▶ _Your assignment_
Using the listing below, set down each line from the line containing "async fn main()" through the line containing "let config = AppConfig::from_env()?;", both ends included, exactly and with nothing added.

[Stored data]

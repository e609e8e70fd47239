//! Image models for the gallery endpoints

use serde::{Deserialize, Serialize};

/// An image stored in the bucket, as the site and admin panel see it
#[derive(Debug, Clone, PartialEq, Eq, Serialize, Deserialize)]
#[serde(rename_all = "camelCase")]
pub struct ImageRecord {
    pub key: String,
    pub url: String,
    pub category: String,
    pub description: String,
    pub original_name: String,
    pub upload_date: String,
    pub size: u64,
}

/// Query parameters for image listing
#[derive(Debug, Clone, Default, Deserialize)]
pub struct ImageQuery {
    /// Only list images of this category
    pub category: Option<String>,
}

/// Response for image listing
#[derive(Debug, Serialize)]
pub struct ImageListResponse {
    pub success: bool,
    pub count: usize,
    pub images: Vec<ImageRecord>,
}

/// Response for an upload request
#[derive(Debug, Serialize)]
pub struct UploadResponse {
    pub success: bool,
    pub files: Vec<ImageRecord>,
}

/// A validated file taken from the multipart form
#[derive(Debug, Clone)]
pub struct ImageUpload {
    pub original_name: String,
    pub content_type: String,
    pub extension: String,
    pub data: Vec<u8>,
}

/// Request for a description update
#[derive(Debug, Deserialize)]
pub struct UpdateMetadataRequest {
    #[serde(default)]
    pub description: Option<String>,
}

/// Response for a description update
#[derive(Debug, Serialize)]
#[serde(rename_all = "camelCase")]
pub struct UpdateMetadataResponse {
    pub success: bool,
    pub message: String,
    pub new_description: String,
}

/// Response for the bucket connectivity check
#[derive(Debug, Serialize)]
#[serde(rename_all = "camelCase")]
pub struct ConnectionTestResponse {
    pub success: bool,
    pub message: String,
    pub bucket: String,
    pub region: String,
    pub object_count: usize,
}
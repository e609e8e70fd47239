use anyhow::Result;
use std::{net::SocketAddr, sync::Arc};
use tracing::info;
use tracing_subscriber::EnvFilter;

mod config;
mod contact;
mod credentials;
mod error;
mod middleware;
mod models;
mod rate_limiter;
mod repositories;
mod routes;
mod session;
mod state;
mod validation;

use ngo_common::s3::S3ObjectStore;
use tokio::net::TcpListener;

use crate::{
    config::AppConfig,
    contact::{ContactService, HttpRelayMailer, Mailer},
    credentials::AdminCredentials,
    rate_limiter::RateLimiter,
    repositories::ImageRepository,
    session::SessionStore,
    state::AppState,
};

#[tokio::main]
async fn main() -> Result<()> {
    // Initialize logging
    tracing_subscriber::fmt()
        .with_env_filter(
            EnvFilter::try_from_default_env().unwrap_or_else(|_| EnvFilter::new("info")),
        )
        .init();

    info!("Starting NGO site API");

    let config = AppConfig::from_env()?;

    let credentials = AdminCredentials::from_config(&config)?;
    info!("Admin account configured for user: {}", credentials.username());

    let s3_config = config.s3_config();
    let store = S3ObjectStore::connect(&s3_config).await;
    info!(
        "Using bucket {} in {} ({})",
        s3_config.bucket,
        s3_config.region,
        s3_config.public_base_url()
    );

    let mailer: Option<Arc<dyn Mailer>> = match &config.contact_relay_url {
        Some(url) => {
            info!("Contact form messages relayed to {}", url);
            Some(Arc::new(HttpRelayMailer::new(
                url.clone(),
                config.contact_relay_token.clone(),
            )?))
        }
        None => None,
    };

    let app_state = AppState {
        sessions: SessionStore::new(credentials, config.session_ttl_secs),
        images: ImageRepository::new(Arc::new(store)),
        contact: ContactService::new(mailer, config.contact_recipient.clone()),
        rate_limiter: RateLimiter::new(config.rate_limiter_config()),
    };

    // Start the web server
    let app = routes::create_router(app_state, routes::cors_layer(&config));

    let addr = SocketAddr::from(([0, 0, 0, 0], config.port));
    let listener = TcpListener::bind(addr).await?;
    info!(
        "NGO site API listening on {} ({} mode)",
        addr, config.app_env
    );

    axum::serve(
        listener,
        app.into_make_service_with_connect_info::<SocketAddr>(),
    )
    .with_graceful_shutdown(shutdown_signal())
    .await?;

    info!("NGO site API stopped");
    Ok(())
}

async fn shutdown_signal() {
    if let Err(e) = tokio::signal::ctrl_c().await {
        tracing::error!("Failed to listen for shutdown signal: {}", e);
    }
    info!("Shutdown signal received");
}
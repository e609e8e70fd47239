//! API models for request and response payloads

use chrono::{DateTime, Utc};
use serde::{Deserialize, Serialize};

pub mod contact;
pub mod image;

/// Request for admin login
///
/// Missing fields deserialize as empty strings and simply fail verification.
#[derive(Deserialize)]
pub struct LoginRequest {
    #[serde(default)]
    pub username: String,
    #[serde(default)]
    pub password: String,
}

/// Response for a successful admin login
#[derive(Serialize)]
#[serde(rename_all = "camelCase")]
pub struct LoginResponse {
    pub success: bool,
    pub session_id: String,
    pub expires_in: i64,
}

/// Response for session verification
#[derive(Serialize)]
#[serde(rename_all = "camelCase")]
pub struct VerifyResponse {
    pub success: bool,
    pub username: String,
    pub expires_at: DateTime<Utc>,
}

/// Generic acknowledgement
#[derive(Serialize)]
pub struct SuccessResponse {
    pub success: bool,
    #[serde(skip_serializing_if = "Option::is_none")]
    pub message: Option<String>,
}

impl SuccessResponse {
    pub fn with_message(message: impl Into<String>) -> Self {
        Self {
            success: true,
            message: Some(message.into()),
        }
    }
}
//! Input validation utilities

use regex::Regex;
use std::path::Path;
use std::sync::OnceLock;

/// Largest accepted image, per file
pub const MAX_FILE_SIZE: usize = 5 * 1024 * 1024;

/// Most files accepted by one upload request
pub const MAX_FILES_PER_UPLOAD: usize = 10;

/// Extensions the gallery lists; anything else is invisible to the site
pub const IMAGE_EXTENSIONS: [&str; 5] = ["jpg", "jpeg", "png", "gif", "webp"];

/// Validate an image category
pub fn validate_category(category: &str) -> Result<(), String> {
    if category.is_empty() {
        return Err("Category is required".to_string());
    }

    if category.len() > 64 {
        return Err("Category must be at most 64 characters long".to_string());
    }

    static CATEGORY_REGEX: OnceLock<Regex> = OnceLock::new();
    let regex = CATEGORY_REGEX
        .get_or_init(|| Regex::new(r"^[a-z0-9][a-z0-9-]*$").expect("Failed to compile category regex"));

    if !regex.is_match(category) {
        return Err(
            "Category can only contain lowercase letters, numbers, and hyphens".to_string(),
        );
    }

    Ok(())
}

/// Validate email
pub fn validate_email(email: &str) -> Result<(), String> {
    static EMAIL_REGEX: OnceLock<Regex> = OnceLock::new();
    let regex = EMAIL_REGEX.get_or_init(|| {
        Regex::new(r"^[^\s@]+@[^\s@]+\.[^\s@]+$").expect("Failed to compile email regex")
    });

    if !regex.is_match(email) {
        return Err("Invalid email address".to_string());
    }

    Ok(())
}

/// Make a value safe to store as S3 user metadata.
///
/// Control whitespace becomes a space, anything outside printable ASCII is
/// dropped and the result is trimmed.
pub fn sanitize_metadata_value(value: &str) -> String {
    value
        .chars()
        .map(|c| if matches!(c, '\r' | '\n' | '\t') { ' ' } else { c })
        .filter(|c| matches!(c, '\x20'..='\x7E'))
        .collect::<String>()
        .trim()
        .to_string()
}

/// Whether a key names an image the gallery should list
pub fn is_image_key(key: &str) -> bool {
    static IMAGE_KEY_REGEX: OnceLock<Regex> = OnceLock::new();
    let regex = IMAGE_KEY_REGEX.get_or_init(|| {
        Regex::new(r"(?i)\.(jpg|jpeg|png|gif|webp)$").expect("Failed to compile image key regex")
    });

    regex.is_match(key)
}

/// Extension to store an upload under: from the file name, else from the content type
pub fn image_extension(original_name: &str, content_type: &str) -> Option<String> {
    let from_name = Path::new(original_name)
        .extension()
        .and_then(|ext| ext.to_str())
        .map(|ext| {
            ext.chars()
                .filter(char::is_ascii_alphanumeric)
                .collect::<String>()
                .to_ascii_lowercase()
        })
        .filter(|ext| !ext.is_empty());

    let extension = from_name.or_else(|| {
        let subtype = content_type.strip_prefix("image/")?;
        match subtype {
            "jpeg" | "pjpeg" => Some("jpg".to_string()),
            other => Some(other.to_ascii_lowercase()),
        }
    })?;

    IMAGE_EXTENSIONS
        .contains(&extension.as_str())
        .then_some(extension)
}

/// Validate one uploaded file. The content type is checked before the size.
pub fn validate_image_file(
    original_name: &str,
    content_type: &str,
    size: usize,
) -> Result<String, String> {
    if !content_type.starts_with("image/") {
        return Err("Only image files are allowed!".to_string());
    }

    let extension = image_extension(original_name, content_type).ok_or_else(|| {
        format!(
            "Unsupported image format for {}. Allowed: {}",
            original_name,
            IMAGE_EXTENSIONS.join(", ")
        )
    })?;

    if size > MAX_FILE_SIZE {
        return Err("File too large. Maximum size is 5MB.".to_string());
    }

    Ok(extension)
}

[/Stored data]

▶ _Problem solution_
async fn main() -> Result<()> {
    // Initialize logging
    tracing_subscriber::fmt()
        .with_env_filter(
            EnvFilter::try_from_default_env().unwrap_or_else(|_| EnvFilter::new("info")),
        )
        .init();

    info!("Starting NGO site API");

    let config = AppConfig::from_env()?;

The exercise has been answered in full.